Greece is only one of a handful of countries in the world to give legal protection to intended parents. Surrogacy is limited to Altruistic programs only – like Canada or the United Kingdom. Surrogates are not allowed to profit financially, but they are permitted up to $12,000 USD in expenses.
Intended parents must meet certain qualifications, and will go before a family judge before starting their journey. As long as they meet the qualifications, the court appearance is just a legal formality, and does not require the Parents to appear in person.
Key to qualifying is that Intended Parents must be able to prove there is a medical indication they cannot carry the pregnancy themselves. The Parents also can be no older than 50 at the time of the contract.
Surrogates also must meet some legal guidelines to prove that they are medically and mentally fit. There’s a full report about current surrogacy destinations in the Surrogacy Guide.

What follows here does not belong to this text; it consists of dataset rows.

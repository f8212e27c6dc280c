//! Per-endpoint circuit breaker.
//!
//! Each endpoint key owns an independent breaker: CLOSED until the failure
//! threshold is met, OPEN (fail-fast, no I/O) for the cooldown window, then
//! HALF_OPEN admitting a single probe whose outcome decides the next state.

// std
use std::{collections::HashMap, sync::Mutex};
// self
use crate::_prelude::*;

/// Consecutive failures required to open a breaker.
pub const DEFAULT_FAILURE_THRESHOLD: u32 = 5;
/// Cooldown before an open breaker admits a probe.
pub const DEFAULT_COOLDOWN: Duration = Duration::from_secs(30);

/// Clock abstraction so breaker timing can be driven in tests.
pub trait Clock: Send + Sync + std::fmt::Debug {
	/// Current monotonic instant.
	fn now(&self) -> Instant;
}

/// Monotonic clock backed by `Instant::now()`.
#[derive(Clone, Debug, Default)]
pub struct MonotonicClock;
impl Clock for MonotonicClock {
	fn now(&self) -> Instant {
		Instant::now()
	}
}

/// Public breaker status.
#[allow(missing_docs)]
#[derive(Clone, Debug, Copy, PartialEq, Eq)]
pub enum BreakerStatus {
	Closed,
	Open,
	HalfOpen,
}

/// Point-in-time view of a breaker's state.
#[derive(Clone, Debug)]
pub struct BreakerSnapshot {
	/// Current status.
	pub status: BreakerStatus,
	/// Consecutive failures recorded since the last success.
	pub consecutive_failures: u32,
	/// Instant at which the breaker last opened.
	pub opened_at: Option<Instant>,
}

#[derive(Clone, Debug)]
enum BreakerState {
	Closed { failures: u32 },
	Open { opened_at: Instant, failures: u32 },
	HalfOpen { probe_in_flight: bool, failures: u32 },
}

/// Circuit breaker guarding a single endpoint.
#[derive(Debug)]
pub struct CircuitBreaker {
	endpoint: String,
	threshold: u32,
	cooldown: Duration,
	state: Mutex<BreakerState>,
	clock: Arc<dyn Clock>,
}
impl CircuitBreaker {
	/// Create a breaker with the given threshold and cooldown.
	pub fn new(endpoint: impl Into<String>, threshold: u32, cooldown: Duration) -> Self {
		Self::with_clock(endpoint, threshold, cooldown, Arc::new(MonotonicClock))
	}

	/// Create a breaker with an injected clock (for tests).
	pub fn with_clock(
		endpoint: impl Into<String>,
		threshold: u32,
		cooldown: Duration,
		clock: Arc<dyn Clock>,
	) -> Self {
		Self {
			endpoint: endpoint.into(),
			threshold: threshold.max(1),
			cooldown,
			state: Mutex::new(BreakerState::Closed { failures: 0 }),
			clock,
		}
	}

	/// Endpoint key guarded by this breaker.
	pub fn endpoint(&self) -> &str {
		&self.endpoint
	}

	/// Run `operation` under breaker admission control.
	///
	/// While OPEN the call returns [`Error::CircuitOpen`] without invoking the
	/// operation at all.
	pub async fn execute<T, Fut, Op>(&self, operation: Op) -> Result<T>
	where
		Fut: Future<Output = Result<T>>,
		Op: FnOnce() -> Fut,
	{
		self.admit()?;

		let result = operation().await;

		match &result {
			Ok(_) => self.on_success(),
			Err(err) if err.is_retriable() => self.on_failure(),
			// Terminal caller errors (validation, auth) say nothing about
			// endpoint health; the probe slot is simply released.
			Err(_) => self.on_neutral(),
		}

		result
	}

	/// Current state snapshot.
	pub fn snapshot(&self) -> BreakerSnapshot {
		let state = self.state.lock().expect("breaker lock");

		match &*state {
			BreakerState::Closed { failures } => BreakerSnapshot {
				status: BreakerStatus::Closed,
				consecutive_failures: *failures,
				opened_at: None,
			},
			BreakerState::Open { opened_at, failures } => BreakerSnapshot {
				status: BreakerStatus::Open,
				consecutive_failures: *failures,
				opened_at: Some(*opened_at),
			},
			BreakerState::HalfOpen { failures, .. } => BreakerSnapshot {
				status: BreakerStatus::HalfOpen,
				consecutive_failures: *failures,
				opened_at: None,
			},
		}
	}

	/// Force the breaker back to CLOSED with counters cleared.
	pub fn reset(&self) {
		*self.state.lock().expect("breaker lock") = BreakerState::Closed { failures: 0 };

		tracing::debug!(endpoint = %self.endpoint, "circuit breaker reset");
	}

	fn admit(&self) -> Result<()> {
		let mut state = self.state.lock().expect("breaker lock");

		match &mut *state {
			BreakerState::Closed { .. } => Ok(()),
			BreakerState::Open { opened_at, failures } => {
				let elapsed = self.clock.now().saturating_duration_since(*opened_at);

				if elapsed >= self.cooldown {
					tracing::info!(endpoint = %self.endpoint, "circuit breaker half-open");

					*state = BreakerState::HalfOpen { probe_in_flight: true, failures: *failures };

					Ok(())
				} else {
					let remaining = self.cooldown - elapsed;

					Err(Error::CircuitOpen {
						endpoint: self.endpoint.clone(),
						cooldown_remaining_ms: remaining.as_millis() as u64,
					})
				}
			},
			BreakerState::HalfOpen { probe_in_flight, .. } => {
				if *probe_in_flight {
					return Err(Error::CircuitOpen {
						endpoint: self.endpoint.clone(),
						cooldown_remaining_ms: 0,
					});
				}

				*probe_in_flight = true;

				Ok(())
			},
		}
	}

	fn on_success(&self) {
		let mut state = self.state.lock().expect("breaker lock");

		if !matches!(&*state, BreakerState::Closed { failures: 0 }) {
			tracing::info!(endpoint = %self.endpoint, "circuit breaker closed");
		}

		*state = BreakerState::Closed { failures: 0 };
	}

	fn on_failure(&self) {
		let mut state = self.state.lock().expect("breaker lock");
		let now = self.clock.now();

		*state = match &*state {
			BreakerState::Closed { failures } => {
				let failures = failures.saturating_add(1);

				if failures >= self.threshold {
					tracing::warn!(
						endpoint = %self.endpoint,
						failures,
						threshold = self.threshold,
						"circuit breaker opened"
					);

					BreakerState::Open { opened_at: now, failures }
				} else {
					BreakerState::Closed { failures }
				}
			},
			BreakerState::HalfOpen { failures, .. } => {
				tracing::warn!(endpoint = %self.endpoint, "circuit breaker probe failed; reopening");

				BreakerState::Open { opened_at: now, failures: failures.saturating_add(1) }
			},
			BreakerState::Open { opened_at, failures } =>
				BreakerState::Open { opened_at: *opened_at, failures: failures.saturating_add(1) },
		};
	}

	fn on_neutral(&self) {
		let mut state = self.state.lock().expect("breaker lock");

		if let BreakerState::HalfOpen { probe_in_flight, .. } = &mut *state {
			*probe_in_flight = false;
		}
	}
}

/// Hands out one breaker per endpoint key.
#[derive(Debug)]
pub struct BreakerRegistry {
	threshold: u32,
	cooldown: Duration,
	breakers: Mutex<HashMap<String, Arc<CircuitBreaker>>>,
}
impl BreakerRegistry {
	/// Create a registry with the default threshold and cooldown.
	pub fn new() -> Self {
		Self::with_settings(DEFAULT_FAILURE_THRESHOLD, DEFAULT_COOLDOWN)
	}

	/// Create a registry with explicit breaker settings.
	pub fn with_settings(threshold: u32, cooldown: Duration) -> Self {
		Self { threshold, cooldown, breakers: Mutex::new(HashMap::new()) }
	}

	/// Breaker guarding `endpoint`, created on first use.
	pub fn breaker(&self, endpoint: &str) -> Arc<CircuitBreaker> {
		let mut breakers = self.breakers.lock().expect("breaker registry lock");

		breakers
			.entry(endpoint.to_string())
			.or_insert_with(|| {
				Arc::new(CircuitBreaker::new(endpoint, self.threshold, self.cooldown))
			})
			.clone()
	}

	/// Reset every breaker to CLOSED.
	pub fn reset_all(&self) {
		for breaker in self.breakers.lock().expect("breaker registry lock").values() {
			breaker.reset();
		}
	}
}
impl Default for BreakerRegistry {
	fn default() -> Self {
		Self::new()
	}
}

#[cfg(test)]
mod tests {
	// std
	use std::sync::atomic::{AtomicU64, AtomicUsize, Ordering};
	// self
	use super::*;

	#[derive(Debug)]
	struct ManualClock {
		epoch: Instant,
		offset_ms: AtomicU64,
	}
	impl ManualClock {
		fn new() -> Self {
			Self { epoch: Instant::now(), offset_ms: AtomicU64::new(0) }
		}

		fn advance(&self, millis: u64) {
			self.offset_ms.fetch_add(millis, Ordering::SeqCst);
		}
	}
	impl Clock for ManualClock {
		fn now(&self) -> Instant {
			self.epoch + Duration::from_millis(self.offset_ms.load(Ordering::SeqCst))
		}
	}

	fn breaker_with_clock(clock: Arc<ManualClock>) -> CircuitBreaker {
		CircuitBreaker::with_clock("events", 3, Duration::from_secs(30), clock)
	}

	async fn fail(breaker: &CircuitBreaker, calls: &AtomicUsize) -> Result<()> {
		breaker
			.execute(|| {
				calls.fetch_add(1, Ordering::SeqCst);

				async { Err(Error::Timeout(5)) }
			})
			.await
	}

	#[tokio::test]
	async fn opens_after_threshold_and_fails_fast_without_io() {
		let clock = Arc::new(ManualClock::new());
		let breaker = breaker_with_clock(clock.clone());
		let calls = AtomicUsize::new(0);

		for _ in 0..3 {
			let _ = fail(&breaker, &calls).await;
		}

		assert_eq!(breaker.snapshot().status, BreakerStatus::Open);
		assert_eq!(calls.load(Ordering::SeqCst), 3);

		let rejected = fail(&breaker, &calls).await;

		assert!(matches!(rejected, Err(Error::CircuitOpen { .. })));
		// The operation was never invoked while open.
		assert_eq!(calls.load(Ordering::SeqCst), 3);
	}

	#[tokio::test]
	async fn half_open_probe_success_closes_and_resets_counters() {
		let clock = Arc::new(ManualClock::new());
		let breaker = breaker_with_clock(clock.clone());
		let calls = AtomicUsize::new(0);

		for _ in 0..3 {
			let _ = fail(&breaker, &calls).await;
		}

		clock.advance(30_000);

		let probed = breaker.execute(|| async { Ok(204u16) }).await;

		assert_eq!(probed.expect("probe"), 204);

		let snapshot = breaker.snapshot();

		assert_eq!(snapshot.status, BreakerStatus::Closed);
		assert_eq!(snapshot.consecutive_failures, 0);
	}

	#[tokio::test]
	async fn half_open_probe_failure_restarts_cooldown() {
		let clock = Arc::new(ManualClock::new());
		let breaker = breaker_with_clock(clock.clone());
		let calls = AtomicUsize::new(0);

		for _ in 0..3 {
			let _ = fail(&breaker, &calls).await;
		}

		clock.advance(30_000);

		let _ = fail(&breaker, &calls).await;

		assert_eq!(breaker.snapshot().status, BreakerStatus::Open);

		// Half the cooldown is not enough after reopening.
		clock.advance(15_000);

		assert!(matches!(fail(&breaker, &calls).await, Err(Error::CircuitOpen { .. })));
	}

	#[tokio::test]
	async fn terminal_errors_do_not_trip_the_breaker() {
		let clock = Arc::new(ManualClock::new());
		let breaker = breaker_with_clock(clock);

		for _ in 0..5 {
			let result: Result<()> = breaker
				.execute(|| async {
					Err(Error::Validation { field: "body", reason: "Bad payload.".into() })
				})
				.await;

			assert!(result.is_err());
		}

		assert_eq!(breaker.snapshot().status, BreakerStatus::Closed);
	}

	#[tokio::test]
	async fn registry_scopes_breakers_per_endpoint() {
		let registry = BreakerRegistry::with_settings(1, Duration::from_secs(30));
		let events = registry.breaker("events");
		let summaries = registry.breaker("summaries");
		let calls = AtomicUsize::new(0);

		let _ = fail(&events, &calls).await;

		assert_eq!(events.snapshot().status, BreakerStatus::Open);
		assert_eq!(summaries.snapshot().status, BreakerStatus::Closed);
		assert!(Arc::ptr_eq(&events, &registry.breaker("events")));
	}

	#[tokio::test]
	async fn reset_returns_breaker_to_closed() {
		let registry = BreakerRegistry::with_settings(1, Duration::from_secs(30));
		let breaker = registry.breaker("configs");
		let calls = AtomicUsize::new(0);

		let _ = fail(&breaker, &calls).await;

		assert_eq!(breaker.snapshot().status, BreakerStatus::Open);

		breaker.reset();

		assert_eq!(breaker.snapshot().status, BreakerStatus::Closed);
		assert!(breaker.execute(|| async { Ok(()) }).await.is_ok());
	}
}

What is unique about Greece is that it is the only country in Europe, and one of only a handful of countries in the world where the surrogate then has no rights over the child. Even in the UK and Canada the baby is born and the “birth mother” is names the legal mother until a court order declares otherwise. In Greece, the intended parents become the legal parents from conception and there is no mention of the surrogate mother anywhere on hospital or birth documents. This even applies if an egg or sperm donor is used by one of the partners.
An added advantage for Europeans is that, due to the Schengen Treaty, they can freely travel home as soon as the baby is born and deal with citizenship issues in their local courts, as opposed to applying at their own embassy in Greece.
Of course there are still restrictions, but here is what you should know….
• Same-sex couples and single men cannot take part in surrogacy programs. Only opposite-sex couples and single females currently have this right. It is believed that surrogacy laws will be opened up to gay couples as soon as same-sex marriage is recognized in Greece.
• In the case of heterosexual couples, they can be either married or unmarried.
• The age of the intended mother cannot be above 50 years, and she has to obtain medical evidence of her inability to have children through a letter from a doctor in their home country.
• The law states that only altruistic surrogacy arrangements are allowed. Nonetheless, under certain circumstances, a certain compensation can be given to the surrogate, as long as it doesn’t exceed the sum of $12,000.
• Using donor eggs and/or sperm is permitted as well.